5 Clinical implications

Precise control of lesion dimensions is an essential parameter for treatment strategies. Catheter contact area might be another effective parameter for controlling the ablation lesion dimensions, given that the catheter contact area is a direct interface between the tip electrode of the ablation catheter and the surface of the heart tissue. However, the data obtained in this study cannot be applied directly to clinical practice on a beating human heart, especially in terms of lesion size. Nevertheless, the findings of our study support a possible role of catheter contact area imaging for assessing ablation lesion dimension. This study provides data showing a very strong correlation between catheter contact area and ablation lesion area. It also provides approximation formulas for estimating lesion area as a function of contact area and contact force for each contact angle. Our data should help clinicians performing this procedure to understand the relationships among the parameters and plan their experiment strategy accordingly. Lastly, our data suggest that the extent to which lesion size can be increased by increasing the contact force may be limited. The catheter contact angle relative to the surface of the heart muscle tissue should also be considered when calculating the desired lesion size.

6 Study limitations

This study has several limitations. First, our study was conducted using an ex vivo model consisting of a porcine heart, so there was no respiratory motion, catheter instability, or cardiac beating. However, because a precisely controlled model was required to achieve the purpose of this study, the ex vivo model was deemed appropriate for this study. In addition, the experimental heart model did not include coronary perfusion and used saline instead of blood (saline has a higher electrical conductivity compared with blood). Therefore, the results cannot be applied directly to clinical practice on a beating human heart, especially in terms of lesion size. Second, the instrument used in this study features a heart muscle surface flattener and a catheter tip angle setter in order to ensure reproducibility. However, in clinical practice, the shape of the heart tissue surface varies according to the part of the heart, and thus, the catheter tip orientation can rarely be optimized due to the various anatomical structures of the heart. Nevertheless, to achieve the purpose of this study, it was necessary to perform tests on flat surfaces to clearly show the effects of the investigated parameters on the surface of the heart tissue. Third, our study used an open-loop irrigated catheter tip, specifically a “flat-tip catheter,” with a pre-determined size and width. Thus, these results might not be reproducible with other commercially available catheters.

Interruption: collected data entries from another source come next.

use crate::com::atproto::repo::StrongRef;
use serde::{Deserialize, Serialize};

/// Embed union carried by a feed post. Blob payloads (image bytes, thumbs,
/// video streams) are not projected, so only the text-bearing fields are
/// modeled here; unknown fields are ignored on decode.
#[derive(Debug, Clone, PartialEq, Deserialize, Serialize)]
#[serde(tag = "$type")]
pub enum Embeds {
    #[serde(rename = "app.bsky.embed.images")]
    Images(Images),

    #[serde(rename = "app.bsky.embed.video")]
    Video(Video),

    #[serde(
        alias = "app.bsky.embed.external",
        alias = "app.bsky.embed.external#main"
    )]
    External(External),

    #[serde(rename = "app.bsky.embed.record")]
    Record(Record),

    #[serde(rename = "app.bsky.embed.recordWithMedia")]
    RecordWithMedia(RecordWithMedia),
}

#[derive(Debug, Clone, PartialEq, Deserialize, Serialize)]
#[serde(tag = "$type")]
pub enum MediaUnion {
    #[serde(rename = "app.bsky.embed.images")]
    Images(Images),
    #[serde(rename = "app.bsky.embed.video")]
    Video(Video),
    #[serde(rename = "app.bsky.embed.external")]
    External(External),
}

/// A set of images embedded in a Bluesky record (eg, a post).
#[derive(Debug, Clone, PartialEq, Deserialize, Serialize)]
pub struct Images {
    pub images: Vec<Image>,
}

#[derive(Debug, Clone, PartialEq, Deserialize, Serialize)]
pub struct Image {
    /// Alt text description of the image, for accessibility
    #[serde(default)]
    pub alt: String,
}

#[derive(Debug, Clone, PartialEq, Deserialize, Serialize)]
pub struct Video {
    /// Alt text description of the video, for accessibility
    #[serde(default)]
    pub alt: Option<String>,
}

/// A representation of some externally linked content (eg, a URL and 'card'),
/// embedded in a Bluesky record (eg, a post).
#[derive(Debug, Clone, PartialEq, Deserialize, Serialize)]
pub struct External {
    pub external: ExternalObject,
}

#[derive(Debug, Clone, PartialEq, Deserialize, Serialize)]
pub struct ExternalObject {
    #[serde(default)]
    pub uri: String,
    #[serde(default)]
    pub title: String,
    #[serde(default)]
    pub description: String,
}

/// A representation of a record embedded in a Bluesky record (eg, a post).
/// For example, a quote-post.
#[derive(Debug, Clone, PartialEq, Deserialize, Serialize)]
pub struct Record {
    pub record: StrongRef,
}

/// A record embedded alongside other compatible media. For example, a quote
/// post and image, or a quote post and external URL card.
#[derive(Debug, Clone, PartialEq, Deserialize, Serialize)]
pub struct RecordWithMedia {
    pub record: Record,
    pub media: MediaUnion,
}
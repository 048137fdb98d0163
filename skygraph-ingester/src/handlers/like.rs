use crate::resolver::Resolver;
use crate::IngesterError;
use skygraph_lexicon::app::bsky::feed::Like;
use skygraph_lexicon::record::NSID_POST;
use tracing::{debug, warn};

/// Likes can target feed generators as well as posts; only post likes are
/// projected.
pub fn subject_is_post(subject_uri: &str) -> bool {
    subject_uri.contains(NSID_POST)
}

pub async fn create(
    resolver: &Resolver,
    repo: &str,
    uri: &str,
    record: &Like,
) -> Result<(), IngesterError> {
    if !subject_is_post(&record.subject.uri) {
        debug!("skipping like of non-post subject {}", record.subject.uri);
        return Ok(());
    }

    let Some(post_uri) = resolver.resolve_post(&record.subject.uri).await? else {
        warn!("skipping like {uri}: subject {} is gone", record.subject.uri);
        return Ok(());
    };
    let Some(did) = resolver.resolve_user(repo).await? else {
        warn!("skipping like {uri}: author {repo} is gone");
        return Ok(());
    };
    let Some((_, _, rkey)) = crate::handlers::parse_at_uri(uri) else {
        return Err(IngesterError::Serialization(format!(
            "like uri {uri} has no rkey"
        )));
    };

    resolver.store().add_like(&post_uri, &did, rkey).await
}

pub async fn delete(resolver: &Resolver, repo: &str, rkey: &str) -> Result<(), IngesterError> {
    resolver.store().remove_like(repo, rkey).await
}

#[cfg(test)]
mod tests {
    use super::*;

    #[test]
    fn feed_generator_likes_are_skipped() {
        assert!(subject_is_post("at://did:plc:a/app.bsky.feed.post/3k"));
        assert!(!subject_is_post(
            "at://did:plc:a/app.bsky.feed.generator/whats-hot"
        ));
    }
}
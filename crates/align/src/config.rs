use crate::error::{AlignError, Result};
use serde::{Deserialize, Serialize};
use std::path::Path;
use thesaurus_graph::LabelIndex;
use thesaurus_text::NormalizationOptions;

/// Which rules of the match cascade run, one switch per heuristic.
///
/// Equality, substring and phrase overlap always run unless
/// `identical_only` is set.
#[derive(Debug, Clone, Copy, Default, PartialEq, Eq, Serialize, Deserialize)]
#[serde(default, deny_unknown_fields)]
pub struct MatchConfig {
    /// Stem every word before comparing
    pub stemming: bool,

    /// Remove diacritics and punctuation before comparing
    pub strip_diacritics: bool,

    /// Relate concepts whose narrower terms share a label
    pub compare_children: bool,

    /// Relate concepts whose broader terms share at least three labels
    pub compare_parents: bool,

    /// Map identical labels only
    pub identical_only: bool,

    /// Match multi-word labels with the same stemmed, sorted words
    pub term_signature: bool,
}

impl MatchConfig {
    pub const fn normalization(&self) -> NormalizationOptions {
        NormalizationOptions {
            stemming: self.stemming,
            strip_diacritics: self.strip_diacritics,
        }
    }

    /// True when ancestor or descendant label sets are needed
    pub const fn needs_hierarchy(&self) -> bool {
        !self.identical_only && (self.compare_children || self.compare_parents)
    }

    /// Switches enabled in either config (a switch can be turned on, never off)
    #[must_use]
    pub const fn union(self, other: Self) -> Self {
        Self {
            stemming: self.stemming || other.stemming,
            strip_diacritics: self.strip_diacritics || other.strip_diacritics,
            compare_children: self.compare_children || other.compare_children,
            compare_parents: self.compare_parents || other.compare_parents,
            identical_only: self.identical_only || other.identical_only,
            term_signature: self.term_signature || other.term_signature,
        }
    }

    /// Enabled rules that never run because `identical_only` stops the
    /// cascade after equality
    pub fn inert_rules(&self) -> Vec<&'static str> {
        if !self.identical_only {
            return Vec::new();
        }

        [
            (self.term_signature, "term_signature"),
            (self.compare_children, "compare_children"),
            (self.compare_parents, "compare_parents"),
        ]
        .into_iter()
        .filter_map(|(enabled, name)| enabled.then_some(name))
        .collect()
    }

    /// Warn about switches that have no effect; every combination is accepted
    pub fn validate(&self) -> Result<()> {
        let inert = self.inert_rules();
        if !inert.is_empty() {
            log::warn!(
                "identical_only is set; {} will not run",
                inert.join(", ")
            );
        }
        Ok(())
    }
}

/// Label selection settings
#[derive(Debug, Clone, Default, PartialEq, Eq, Serialize, Deserialize)]
#[serde(default, deny_unknown_fields)]
pub struct LabelConfig {
    /// Preferred language tag for `skos:prefLabel` (e.g. "en")
    pub language: Option<String>,
}

impl LabelConfig {
    pub fn label_index(&self) -> LabelIndex {
        match &self.language {
            Some(language) => LabelIndex::with_language(language.clone()),
            None => LabelIndex::new(),
        }
    }
}

/// Complete alignment configuration, optionally loaded from TOML:
///
/// ```toml
/// [matching]
/// stemming = true
/// compare_parents = true
///
/// [labels]
/// language = "en"
/// ```
#[derive(Debug, Clone, Default, PartialEq, Eq, Serialize, Deserialize)]
#[serde(default, deny_unknown_fields)]
pub struct AlignConfig {
    pub matching: MatchConfig,
    pub labels: LabelConfig,
}

impl AlignConfig {
    pub fn from_toml_str(raw: &str, origin: &Path) -> Result<Self> {
        toml::from_str(raw).map_err(|source| AlignError::ConfigParse {
            path: origin.to_path_buf(),
            source,
        })
    }

    pub fn load(path: &Path) -> Result<Self> {
        let raw = std::fs::read_to_string(path).map_err(|source| AlignError::ConfigRead {
            path: path.to_path_buf(),
            source,
        })?;
        let config = Self::from_toml_str(&raw, path)?;
        log::debug!("Loaded config from {}: {:?}", path.display(), config);
        Ok(config)
    }

    pub fn validate(&self) -> Result<()> {
        self.matching.validate()?;
        if let Some(language) = &self.labels.language {
            if language.trim().is_empty() {
                return Err(AlignError::invalid_config("labels.language must not be empty"));
            }
        }
        Ok(())
    }
}

#[cfg(test)]
mod tests {
    use super::*;
    use pretty_assertions::assert_eq;

    #[test]
    fn default_config_valid() {
        assert!(AlignConfig::default().validate().is_ok());
    }

    #[test]
    fn identical_only_accepts_inert_rules() {
        let config = MatchConfig {
            identical_only: true,
            compare_parents: true,
            term_signature: true,
            ..Default::default()
        };
        assert_eq!(config.inert_rules(), vec!["term_signature", "compare_parents"]);
        assert!(config.validate().is_ok());
        assert!(!config.needs_hierarchy());

        let config = MatchConfig {
            identical_only: true,
            stemming: true,
            strip_diacritics: true,
            ..Default::default()
        };
        assert!(config.inert_rules().is_empty());

        let config = MatchConfig {
            compare_children: true,
            ..Default::default()
        };
        assert!(config.inert_rules().is_empty());
    }

    #[test]
    fn union_only_enables() {
        let file = MatchConfig {
            stemming: true,
            ..Default::default()
        };
        let flags = MatchConfig {
            compare_children: true,
            ..Default::default()
        };
        let merged = file.union(flags);
        assert!(merged.stemming && merged.compare_children);
        assert!(!merged.compare_parents);
        assert_eq!(merged.union(MatchConfig::default()), merged);
    }

    #[test]
    fn parses_toml() {
        let raw = r#"
            [matching]
            stemming = true
            compare_parents = true

            [labels]
            language = "en"
        "#;
        let config = AlignConfig::from_toml_str(raw, Path::new("align.toml")).unwrap();
        assert_eq!(
            config,
            AlignConfig {
                matching: MatchConfig {
                    stemming: true,
                    compare_parents: true,
                    ..Default::default()
                },
                labels: LabelConfig {
                    language: Some("en".to_string()),
                },
            }
        );
        assert_eq!(config.labels.label_index().language(), Some("en"));
    }

    #[test]
    fn rejects_unknown_keys() {
        let err = AlignConfig::from_toml_str("[matching]\nfuzzy = true\n", Path::new("x.toml"))
            .unwrap_err();
        assert!(matches!(err, AlignError::ConfigParse { .. }));
    }

    #[test]
    fn rejects_blank_language() {
        let config = AlignConfig {
            labels: LabelConfig {
                language: Some("  ".to_string()),
            },
            ..Default::default()
        };
        assert!(config.validate().is_err());
    }
}
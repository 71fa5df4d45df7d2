//! # Thesaurus Graph
//!
//! Vocabulary graphs and the structure the aligner reads out of them.
//!
//! ## Features
//!
//! - **Graph I/O** - parse RDF/XML, Turtle, N-Triples, N3 and quad formats;
//!   write xml, turtle, n3, nt, pretty-xml and trix
//! - **Label index** - concept -> case-folded `skos:prefLabel`
//! - **Hierarchy** - transitive `skos:broader` / `skos:narrower` closures
//! - **Merged graph** - union of all inputs plus inferred mapping triples
//!
//! ## Architecture
//!
//! ```text
//! thesaurus file
//!     │
//!     ├──> parse_file (oxrdfio) ──> VocabularyGraph
//!     │                                │
//!     │                                ├──> LabelIndex ──> LabelMap
//!     │                                ├──> Hierarchy (petgraph)
//!     │                                │      └─ ancestor / descendant labels
//!     │                                └──> MergedGraph::absorb
//!     │
//!     └──> MergedGraph + mapping triples ──> write_file
//! ```

mod error;
mod format;
mod hierarchy;
mod io;
mod labels;
mod store;
mod trix;
pub mod vocab;

pub use error::{ErrorKind, GraphError, Result};
pub use format::{InputFormat, OutputFormat};
pub use hierarchy::{Hierarchy, Relation};
pub use io::{parse_file, parse_reader, parse_str, write_file, write_to};
pub use labels::{LabelIndex, LabelMap};
pub use store::{ConceptId, MergedGraph, VocabularyGraph};
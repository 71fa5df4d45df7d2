//! Vocabulary IRIs used when reading thesauri and writing mappings.

use oxrdf::NamedNodeRef;

/// SKOS core vocabulary (http://www.w3.org/2004/02/skos/core#)
pub mod skos {
    use super::NamedNodeRef;

    pub const NAMESPACE: &str = "http://www.w3.org/2004/02/skos/core#";

    /// skos:prefLabel
    pub const PREF_LABEL: NamedNodeRef<'static> =
        NamedNodeRef::new_unchecked("http://www.w3.org/2004/02/skos/core#prefLabel");

    /// skos:broader
    pub const BROADER: NamedNodeRef<'static> =
        NamedNodeRef::new_unchecked("http://www.w3.org/2004/02/skos/core#broader");

    /// skos:narrower
    pub const NARROWER: NamedNodeRef<'static> =
        NamedNodeRef::new_unchecked("http://www.w3.org/2004/02/skos/core#narrower");

    /// skos:ConceptScheme
    pub const CONCEPT_SCHEME: NamedNodeRef<'static> =
        NamedNodeRef::new_unchecked("http://www.w3.org/2004/02/skos/core#ConceptScheme");

    /// skos:closeMatch
    pub const CLOSE_MATCH: NamedNodeRef<'static> =
        NamedNodeRef::new_unchecked("http://www.w3.org/2004/02/skos/core#closeMatch");

    /// skos:relatedMatch
    pub const RELATED_MATCH: NamedNodeRef<'static> =
        NamedNodeRef::new_unchecked("http://www.w3.org/2004/02/skos/core#relatedMatch");

    /// skos:semanticRelation
    pub const SEMANTIC_RELATION: NamedNodeRef<'static> =
        NamedNodeRef::new_unchecked("http://www.w3.org/2004/02/skos/core#semanticRelation");
}

/// Local extension namespace for mappings SKOS has no predicate for
pub mod exa {
    use super::NamedNodeRef;

    pub const NAMESPACE: &str = "http://www.example.com/#";

    /// exa:distantMatch, used whenever a concept scheme takes part in a match
    pub const DISTANT_MATCH: NamedNodeRef<'static> =
        NamedNodeRef::new_unchecked("http://www.example.com/#distantMatch");
}

/// RDF vocabulary
pub mod rdf {
    use super::NamedNodeRef;

    /// rdf:type
    pub const TYPE: NamedNodeRef<'static> =
        NamedNodeRef::new_unchecked("http://www.w3.org/1999/02/22-rdf-syntax-ns#type");
}

/// OWL vocabulary
pub mod owl {
    use super::NamedNodeRef;

    /// owl:ObjectProperty
    pub const OBJECT_PROPERTY: NamedNodeRef<'static> =
        NamedNodeRef::new_unchecked("http://www.w3.org/2002/07/owl#ObjectProperty");
}

/// XSD vocabulary
pub mod xsd {
    use super::NamedNodeRef;

    /// xsd:string
    pub const STRING: NamedNodeRef<'static> =
        NamedNodeRef::new_unchecked("http://www.w3.org/2001/XMLSchema#string");
}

Lastly, the approximation formulas for estimating contact and lesion area are limited to procedures using the same ablation parameters as in this study. However, our results revealed interesting relationships among the parameters as well as the effect of catheter contact force and contact angle on the contact area and lesion dimensions. Thus, our findings should be further investigated by conducting in vivo experiments, animal model experiments, or studies based on practical clinical treatment.

7 Conclusion

This study revealed a strongly significant positive correlation between catheter contact area and ablation lesion area. The findings clearly demonstrated a substantial impact of catheter contact force, contact angle, and contact area on lesion dimensions in RF catheter ablation procedures. Such information should be helpful in the selection of effective values for contact force and contact angle in order to predict lesion size as well as for clinicians performing this procedure to understand the relationships among the parameters and plan their ablation strategy accordingly.